[Material for this exercise — start]

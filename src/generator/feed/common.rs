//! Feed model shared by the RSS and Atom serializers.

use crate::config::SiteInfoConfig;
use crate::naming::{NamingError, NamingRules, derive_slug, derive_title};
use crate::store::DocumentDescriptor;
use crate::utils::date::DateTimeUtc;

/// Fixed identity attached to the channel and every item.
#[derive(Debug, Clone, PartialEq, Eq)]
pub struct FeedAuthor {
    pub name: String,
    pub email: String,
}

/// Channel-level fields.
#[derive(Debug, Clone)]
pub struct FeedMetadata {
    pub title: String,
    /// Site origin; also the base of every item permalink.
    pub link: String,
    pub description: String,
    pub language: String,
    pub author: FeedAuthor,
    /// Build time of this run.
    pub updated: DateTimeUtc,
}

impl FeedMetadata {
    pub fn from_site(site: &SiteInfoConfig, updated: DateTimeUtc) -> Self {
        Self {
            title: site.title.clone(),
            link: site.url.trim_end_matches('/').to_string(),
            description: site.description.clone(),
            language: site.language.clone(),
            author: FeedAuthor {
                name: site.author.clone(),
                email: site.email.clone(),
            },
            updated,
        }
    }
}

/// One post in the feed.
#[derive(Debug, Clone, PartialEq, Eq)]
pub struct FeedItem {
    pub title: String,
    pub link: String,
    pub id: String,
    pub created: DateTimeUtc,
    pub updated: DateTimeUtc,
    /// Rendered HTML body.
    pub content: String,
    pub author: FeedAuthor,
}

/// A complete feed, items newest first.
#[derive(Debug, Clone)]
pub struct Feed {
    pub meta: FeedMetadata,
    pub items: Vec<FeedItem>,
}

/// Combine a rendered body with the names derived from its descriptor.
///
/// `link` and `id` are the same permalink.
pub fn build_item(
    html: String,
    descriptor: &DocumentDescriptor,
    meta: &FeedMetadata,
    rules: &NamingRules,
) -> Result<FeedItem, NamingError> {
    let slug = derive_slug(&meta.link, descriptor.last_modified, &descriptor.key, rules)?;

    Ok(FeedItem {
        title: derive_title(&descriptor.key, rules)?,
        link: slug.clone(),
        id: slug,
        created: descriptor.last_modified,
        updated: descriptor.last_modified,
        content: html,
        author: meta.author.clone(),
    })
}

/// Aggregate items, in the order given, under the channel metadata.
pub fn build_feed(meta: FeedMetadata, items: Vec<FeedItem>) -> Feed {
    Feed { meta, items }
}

[Material for this exercise — finish]

> [Exercise directions]: Repeat the records verbatim, every one of them.

> [Your response]:
filename src/generator/feed/common.rs
//! Feed model shared by the RSS and Atom serializers.

use crate::config::SiteInfoConfig;
use crate::naming::{NamingError, NamingRules, derive_slug, derive_title};
use crate::store::DocumentDescriptor;
use crate::utils::date::DateTimeUtc;

/// Fixed identity attached to the channel and every item.
#[derive(Debug, Clone, PartialEq, Eq)]
pub struct FeedAuthor {
    pub name: String,
    pub email: String,
}

/// Channel-level fields.
#[derive(Debug, Clone)]
pub struct FeedMetadata {
    pub title: String,
    /// Site origin; also the base of every item permalink.
    pub link: String,
    pub description: String,
    pub language: String,
    pub author: FeedAuthor,
    /// Build time of this run.
    pub updated: DateTimeUtc,
}

impl FeedMetadata {
    pub fn from_site(site: &SiteInfoConfig, updated: DateTimeUtc) -> Self {
        Self {
            title: site.title.clone(),
            link: site.url.trim_end_matches('/').to_string(),
            description: site.description.clone(),
            language: site.language.clone(),
            author: FeedAuthor {
                name: site.author.clone(),
                email: site.email.clone(),
            },
            updated,
        }
    }
}

/// One post in the feed.
#[derive(Debug, Clone, PartialEq, Eq)]
pub struct FeedItem {
    pub title: String,
    pub link: String,
    pub id: String,
    pub created: DateTimeUtc,
    pub updated: DateTimeUtc,
    /// Rendered HTML body.
    pub content: String,
    pub author: FeedAuthor,
}

/// A complete feed, items newest first.
#[derive(Debug, Clone)]
pub struct Feed {
    pub meta: FeedMetadata,
    pub items: Vec<FeedItem>,
}

/// Combine a rendered body with the names derived from its descriptor.
///
/// `link` and `id` are the same permalink.
pub fn build_item(
    html: String,
    descriptor: &DocumentDescriptor,
    meta: &FeedMetadata,
    rules: &NamingRules,
) -> Result<FeedItem, NamingError> {
    let slug = derive_slug(&meta.link, descriptor.last_modified, &descriptor.key, rules)?;

    Ok(FeedItem {
        title: derive_title(&descriptor.key, rules)?,
        link: slug.clone(),
        id: slug,
        created: descriptor.last_modified,
        updated: descriptor.last_modified,
        content: html,
        author: meta.author.clone(),
    })
}

/// Aggregate items, in the order given, under the channel metadata.
pub fn build_feed(meta: FeedMetadata, items: Vec<FeedItem>) -> Feed {
    Feed { meta, items }
}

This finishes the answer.